What the task asks: Quote exactly the lines spanning from the top of the data below to the line that contains "Borsh serialization order.", including both.

[Opening Data to examine section]

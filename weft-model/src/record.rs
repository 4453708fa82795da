//! Records: the immutable, content-addressed units of a log
//!
//! A record is doubly encrypted:
//! - the **envelope** seals the signed [`RecordNode`] under the log's
//!   *follow key* — possession means the right to relay;
//! - the **body** seals the event payload under the log's *read key* (or a
//!   sealed box addressed to a host, for invites) — possession means the
//!   right to interpret.
//!
//! Serialization:
//! - `RecordNode`/`SignedNode` use **Borsh** for deterministic hashing and
//!   signing; the sealed Borsh bytes are what travels in the envelope.
//! - A record's content id is `blake3(envelope)` — the hash of the sealed
//!   bytes, so relays that cannot read the node still agree on identity.

use crate::crypto::{self, CipherKey, CryptoError};
use crate::types::{Cid, Hash, PubKey, Signature, SymKey};
use borsh::{BorshDeserialize, BorshSerialize};

/// The unsigned interior of a record envelope.
///
/// Field order matches the canonical Borsh serialization order.
#[derive(Debug, Clone, PartialEq, Eq, BorshSerialize, BorshDeserialize)]
pub struct RecordNode {
    /// BLAKE3 hash of the sealed event body, binding body to envelope.
    pub event_cid: Hash,
    /// The previous record in this log's chain, `None` at genesis.
    pub prev: Option<Cid>,
    /// Writer wall-clock milliseconds, informational only.
    pub wall_time: u64,
}

impl RecordNode {
    /// Compute the canonical content hash: `blake3(borsh(self))`.
    /// This is the digest that gets signed.
    pub fn hash(&self) -> Hash {
        let bytes = borsh::to_vec(self).expect("borsh serialization cannot fail");
        crypto::content_hash(&bytes)
    }
}

/// A record node with its writer signature. This is what gets sealed under
/// the follow key.
#[derive(Debug, Clone, PartialEq, Eq, BorshSerialize, BorshDeserialize)]
pub struct SignedNode {
    pub node: RecordNode,
    /// Ed25519 signature over `blake3(borsh(node))` by the log signing key.
    pub signature: Signature,
}

impl SignedNode {
    /// Sign a node with the log's signing key.
    pub fn sign(node: RecordNode, signing_key: &ed25519_dalek::SigningKey) -> Self {
        let digest = node.hash();
        let signature = crypto::sign(signing_key, digest.as_bytes());
        Self { node, signature }
    }

    /// Verify the signature against the node's content hash.
    pub fn verify(&self, pub_key: &PubKey) -> Result<(), CryptoError> {
        let digest = self.node.hash();
        crypto::verify(pub_key, digest.as_bytes(), &self.signature)
    }
}

/// A fully materialized record: the sealed envelope and body as they travel
/// on the wire, plus the opened node.
///
/// Construction goes through [`Record::seal`] (writer side) or
/// [`Record::open`] (receiver side, requires the follow key); both enforce
/// the envelope/body binding, so a `Record` in hand is internally
/// consistent. Immutable once admitted.
#[derive(Debug, Clone)]
pub struct Record {
    cid: Cid,
    envelope: Vec<u8>,
    body: Vec<u8>,
    signed: SignedNode,
}

impl Record {
    /// Create a new record for a log: sign the node and seal it under the
    /// log's follow key. `body` is the already-sealed event body.
    pub fn seal(
        body: Vec<u8>,
        follow_key: &SymKey,
        signing_key: &ed25519_dalek::SigningKey,
        prev: Option<Cid>,
        wall_time: u64,
    ) -> Result<Self, RecordError> {
        let node = RecordNode {
            event_cid: crypto::content_hash(&body),
            prev,
            wall_time,
        };
        let signed = SignedNode::sign(node, signing_key);
        let plain = borsh::to_vec(&signed).expect("borsh serialization cannot fail");
        let envelope = crypto::seal_sym(follow_key, &plain)?;
        let cid = Cid(crypto::content_hash(&envelope).0);
        Ok(Self {
            cid,
            envelope,
            body,
            signed,
        })
    }

    /// Open a wire record with the log's follow key.
    ///
    /// Checks that the sealed body matches the `event_cid` the writer signed;
    /// a mismatched body means a tampered or mis-assembled record.
    pub fn open(envelope: Vec<u8>, body: Vec<u8>, follow_key: &SymKey) -> Result<Self, RecordError> {
        let plain = crypto::open_sym(follow_key, &envelope)?;
        let signed = SignedNode::try_from_slice(&plain)?;
        if signed.node.event_cid != crypto::content_hash(&body) {
            return Err(RecordError::BodyMismatch);
        }
        let cid = Cid(crypto::content_hash(&envelope).0);
        Ok(Self {
            cid,
            envelope,
            body,
            signed,
        })
    }

    /// Verify the writer signature against a log public key.
    pub fn verify(&self, pub_key: &PubKey) -> Result<(), RecordError> {
        self.signed.verify(pub_key).map_err(RecordError::from)
    }

    /// Decrypt the event body with a read key or host key.
    pub fn open_body(&self, key: &CipherKey) -> Result<Vec<u8>, RecordError> {
        key.decrypt(&self.body).map_err(RecordError::from)
    }

    /// The record's content id.
    pub fn cid(&self) -> Cid {
        self.cid
    }

    /// The previous record in the chain, if any.
    pub fn prev(&self) -> Option<Cid> {
        self.signed.node.prev
    }

    /// Writer wall-clock milliseconds.
    pub fn wall_time(&self) -> u64 {
        self.signed.node.wall_time
    }

    /// The sealed envelope bytes (follow-key ciphertext of the signed node).
    pub fn envelope(&self) -> &[u8] {
        &self.envelope
    }

    /// The sealed event body bytes.
    pub fn body(&self) -> &[u8] {
        &self.body
    }
}

/// Record assembly and verification errors.
#[derive(Debug, thiserror::Error)]
pub enum RecordError {
    #[error(transparent)]
    Crypto(#[from] CryptoError),

    #[error("node decode error: {0}")]
    Decode(#[from] borsh::io::Error),

    #[error("event body does not match the signed event cid")]
    BodyMismatch,
}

[Closing Data to examine section]

Output:
filename weft-model/src/record.rs
repository 4453708fa82795da
//! Records: the immutable, content-addressed units of a log
//!
//! A record is doubly encrypted:
//! - the **envelope** seals the signed [`RecordNode`] under the log's
//!   *follow key* — possession means the right to relay;
//! - the **body** seals the event payload under the log's *read key* (or a
//!   sealed box addressed to a host, for invites) — possession means the
//!   right to interpret.
//!
//! Serialization:
//! - `RecordNode`/`SignedNode` use **Borsh** for deterministic hashing and
//!   signing; the sealed Borsh bytes are what travels in the envelope.
//! - A record's content id is `blake3(envelope)` — the hash of the sealed
//!   bytes, so relays that cannot read the node still agree on identity.

use crate::crypto::{self, CipherKey, CryptoError};
use crate::types::{Cid, Hash, PubKey, Signature, SymKey};
use borsh::{BorshDeserialize, BorshSerialize};

/// The unsigned interior of a record envelope.
///
/// Field order matches the canonical Borsh serialization order.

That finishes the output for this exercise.